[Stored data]
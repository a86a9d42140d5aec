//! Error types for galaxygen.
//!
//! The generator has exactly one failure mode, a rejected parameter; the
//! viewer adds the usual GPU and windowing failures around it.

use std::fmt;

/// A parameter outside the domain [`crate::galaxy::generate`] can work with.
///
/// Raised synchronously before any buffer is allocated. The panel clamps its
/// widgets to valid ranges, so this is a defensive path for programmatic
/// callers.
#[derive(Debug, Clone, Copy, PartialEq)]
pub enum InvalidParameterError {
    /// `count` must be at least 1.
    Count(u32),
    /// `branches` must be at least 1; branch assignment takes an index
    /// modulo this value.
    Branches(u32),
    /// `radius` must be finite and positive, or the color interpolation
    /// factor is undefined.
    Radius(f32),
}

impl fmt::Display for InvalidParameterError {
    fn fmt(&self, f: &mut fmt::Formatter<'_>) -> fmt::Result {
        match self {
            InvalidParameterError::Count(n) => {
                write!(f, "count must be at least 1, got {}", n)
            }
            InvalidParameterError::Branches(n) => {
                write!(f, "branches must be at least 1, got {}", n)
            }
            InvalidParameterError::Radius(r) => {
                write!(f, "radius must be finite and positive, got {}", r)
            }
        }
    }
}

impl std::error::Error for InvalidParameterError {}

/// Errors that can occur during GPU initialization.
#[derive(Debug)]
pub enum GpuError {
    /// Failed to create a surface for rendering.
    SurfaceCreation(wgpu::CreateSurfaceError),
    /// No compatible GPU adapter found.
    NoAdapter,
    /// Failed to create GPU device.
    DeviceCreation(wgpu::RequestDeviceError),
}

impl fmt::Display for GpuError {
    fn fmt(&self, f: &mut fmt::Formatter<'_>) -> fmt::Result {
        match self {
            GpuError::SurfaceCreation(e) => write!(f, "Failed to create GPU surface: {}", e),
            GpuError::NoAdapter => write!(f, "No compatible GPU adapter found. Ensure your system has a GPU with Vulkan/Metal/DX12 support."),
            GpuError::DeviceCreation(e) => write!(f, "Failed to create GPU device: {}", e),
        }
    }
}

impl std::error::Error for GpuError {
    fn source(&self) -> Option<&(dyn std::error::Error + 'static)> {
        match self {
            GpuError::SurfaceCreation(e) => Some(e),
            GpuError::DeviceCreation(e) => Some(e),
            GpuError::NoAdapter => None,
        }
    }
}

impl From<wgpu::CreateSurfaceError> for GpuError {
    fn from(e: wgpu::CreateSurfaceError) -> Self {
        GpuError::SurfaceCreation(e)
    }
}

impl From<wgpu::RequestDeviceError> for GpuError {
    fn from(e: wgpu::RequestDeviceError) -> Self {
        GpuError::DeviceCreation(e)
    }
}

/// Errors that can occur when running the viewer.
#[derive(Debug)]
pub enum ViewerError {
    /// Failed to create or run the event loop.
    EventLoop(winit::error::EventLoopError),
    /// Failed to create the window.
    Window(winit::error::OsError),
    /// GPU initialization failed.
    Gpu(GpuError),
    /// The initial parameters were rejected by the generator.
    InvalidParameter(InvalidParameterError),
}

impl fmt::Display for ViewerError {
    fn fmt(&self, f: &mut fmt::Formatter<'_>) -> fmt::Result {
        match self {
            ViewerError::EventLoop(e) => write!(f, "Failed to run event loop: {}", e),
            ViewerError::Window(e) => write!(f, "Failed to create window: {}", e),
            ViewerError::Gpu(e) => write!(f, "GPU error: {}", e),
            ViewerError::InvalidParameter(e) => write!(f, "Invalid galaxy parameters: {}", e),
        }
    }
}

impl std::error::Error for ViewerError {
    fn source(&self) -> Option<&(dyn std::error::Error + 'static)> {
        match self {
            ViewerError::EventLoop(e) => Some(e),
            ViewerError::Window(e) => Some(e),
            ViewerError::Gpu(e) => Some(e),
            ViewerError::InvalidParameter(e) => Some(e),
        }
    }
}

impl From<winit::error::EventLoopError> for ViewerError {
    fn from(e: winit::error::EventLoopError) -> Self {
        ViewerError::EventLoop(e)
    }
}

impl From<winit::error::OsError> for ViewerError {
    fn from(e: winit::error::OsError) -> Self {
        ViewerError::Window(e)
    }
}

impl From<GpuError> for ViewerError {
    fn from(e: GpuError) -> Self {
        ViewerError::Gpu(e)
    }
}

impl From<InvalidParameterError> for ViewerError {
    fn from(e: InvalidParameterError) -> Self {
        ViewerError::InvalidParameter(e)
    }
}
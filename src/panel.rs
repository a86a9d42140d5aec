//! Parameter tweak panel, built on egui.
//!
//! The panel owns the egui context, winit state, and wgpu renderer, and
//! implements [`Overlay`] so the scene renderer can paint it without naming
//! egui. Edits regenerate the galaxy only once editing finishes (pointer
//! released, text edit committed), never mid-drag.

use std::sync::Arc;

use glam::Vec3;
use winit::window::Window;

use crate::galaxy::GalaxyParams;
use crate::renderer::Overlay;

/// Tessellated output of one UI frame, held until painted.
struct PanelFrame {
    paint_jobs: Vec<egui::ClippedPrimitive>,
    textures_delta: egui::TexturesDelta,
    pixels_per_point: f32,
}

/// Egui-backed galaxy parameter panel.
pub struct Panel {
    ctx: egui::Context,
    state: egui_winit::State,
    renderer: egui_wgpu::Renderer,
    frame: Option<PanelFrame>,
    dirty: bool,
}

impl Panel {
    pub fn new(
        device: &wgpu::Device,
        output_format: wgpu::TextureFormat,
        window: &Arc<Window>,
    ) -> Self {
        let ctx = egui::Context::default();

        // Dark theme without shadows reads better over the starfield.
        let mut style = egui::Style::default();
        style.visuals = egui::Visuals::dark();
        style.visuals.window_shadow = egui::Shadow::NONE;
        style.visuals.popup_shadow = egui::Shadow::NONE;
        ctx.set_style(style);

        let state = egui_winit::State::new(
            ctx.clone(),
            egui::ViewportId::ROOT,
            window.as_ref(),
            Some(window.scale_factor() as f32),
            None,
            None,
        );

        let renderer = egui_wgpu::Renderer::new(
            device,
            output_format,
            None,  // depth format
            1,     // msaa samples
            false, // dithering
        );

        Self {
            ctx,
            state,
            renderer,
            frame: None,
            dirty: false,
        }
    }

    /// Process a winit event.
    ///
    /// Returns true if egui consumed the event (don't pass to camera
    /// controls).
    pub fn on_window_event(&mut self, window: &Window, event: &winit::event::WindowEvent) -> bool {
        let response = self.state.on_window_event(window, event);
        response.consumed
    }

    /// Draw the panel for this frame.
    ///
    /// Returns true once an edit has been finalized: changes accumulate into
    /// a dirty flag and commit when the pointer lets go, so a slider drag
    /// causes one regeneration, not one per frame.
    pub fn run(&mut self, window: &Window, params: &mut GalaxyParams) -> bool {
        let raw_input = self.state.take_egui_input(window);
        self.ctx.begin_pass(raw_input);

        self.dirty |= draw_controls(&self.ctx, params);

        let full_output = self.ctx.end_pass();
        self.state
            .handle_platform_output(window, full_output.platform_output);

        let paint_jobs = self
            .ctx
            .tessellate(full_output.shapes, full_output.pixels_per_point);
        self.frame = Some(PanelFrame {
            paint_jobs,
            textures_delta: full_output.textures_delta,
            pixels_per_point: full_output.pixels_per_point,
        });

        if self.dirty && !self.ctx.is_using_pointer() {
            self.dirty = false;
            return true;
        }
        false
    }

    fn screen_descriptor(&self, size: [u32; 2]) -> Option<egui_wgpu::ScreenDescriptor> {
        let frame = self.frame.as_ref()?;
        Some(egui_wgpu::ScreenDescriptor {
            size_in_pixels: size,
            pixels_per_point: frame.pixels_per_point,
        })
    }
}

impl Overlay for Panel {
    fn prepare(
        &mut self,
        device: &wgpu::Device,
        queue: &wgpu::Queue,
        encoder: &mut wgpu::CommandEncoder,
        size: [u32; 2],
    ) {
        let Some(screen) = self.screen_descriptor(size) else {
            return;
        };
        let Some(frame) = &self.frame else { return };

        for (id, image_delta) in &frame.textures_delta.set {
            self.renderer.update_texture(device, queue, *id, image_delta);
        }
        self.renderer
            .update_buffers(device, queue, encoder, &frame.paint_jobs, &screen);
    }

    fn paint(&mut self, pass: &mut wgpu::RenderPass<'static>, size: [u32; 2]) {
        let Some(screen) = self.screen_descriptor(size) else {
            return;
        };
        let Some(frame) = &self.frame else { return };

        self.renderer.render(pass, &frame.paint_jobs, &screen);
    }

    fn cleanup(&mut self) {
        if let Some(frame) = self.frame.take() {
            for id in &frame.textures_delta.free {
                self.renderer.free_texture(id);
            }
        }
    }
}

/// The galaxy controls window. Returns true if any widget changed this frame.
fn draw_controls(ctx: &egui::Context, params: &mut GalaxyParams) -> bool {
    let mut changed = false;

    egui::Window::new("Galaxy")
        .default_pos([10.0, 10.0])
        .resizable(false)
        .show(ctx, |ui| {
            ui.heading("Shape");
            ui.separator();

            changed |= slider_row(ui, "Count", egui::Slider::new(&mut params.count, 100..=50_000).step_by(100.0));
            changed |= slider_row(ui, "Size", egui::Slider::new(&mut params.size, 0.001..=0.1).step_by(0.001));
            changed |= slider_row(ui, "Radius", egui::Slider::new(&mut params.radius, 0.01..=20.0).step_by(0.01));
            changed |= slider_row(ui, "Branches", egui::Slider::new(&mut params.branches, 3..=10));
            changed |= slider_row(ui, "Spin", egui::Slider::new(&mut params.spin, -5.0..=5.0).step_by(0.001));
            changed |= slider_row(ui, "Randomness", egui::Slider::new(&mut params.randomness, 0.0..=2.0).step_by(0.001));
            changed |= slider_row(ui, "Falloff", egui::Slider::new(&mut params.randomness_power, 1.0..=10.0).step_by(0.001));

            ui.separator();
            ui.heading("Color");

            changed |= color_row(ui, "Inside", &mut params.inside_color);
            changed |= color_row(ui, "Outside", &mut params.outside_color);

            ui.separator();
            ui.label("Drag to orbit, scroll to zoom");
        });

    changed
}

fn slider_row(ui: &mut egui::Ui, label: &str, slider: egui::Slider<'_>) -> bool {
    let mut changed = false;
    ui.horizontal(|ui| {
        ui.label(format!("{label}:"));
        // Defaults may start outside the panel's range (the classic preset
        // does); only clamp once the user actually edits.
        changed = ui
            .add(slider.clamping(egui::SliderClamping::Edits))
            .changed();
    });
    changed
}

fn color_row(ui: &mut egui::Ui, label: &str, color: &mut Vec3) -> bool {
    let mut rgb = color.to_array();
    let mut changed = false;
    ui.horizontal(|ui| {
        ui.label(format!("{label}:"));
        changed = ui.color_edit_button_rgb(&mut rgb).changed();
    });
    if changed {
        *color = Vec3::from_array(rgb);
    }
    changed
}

• _AIM OF THE EXERCISE_:
If a line in the entries above contains the word "that", copy it.

• _TASK RESPONSE_:
/// Errors that can occur during GPU initialization.
/// Errors that can occur when running the viewer.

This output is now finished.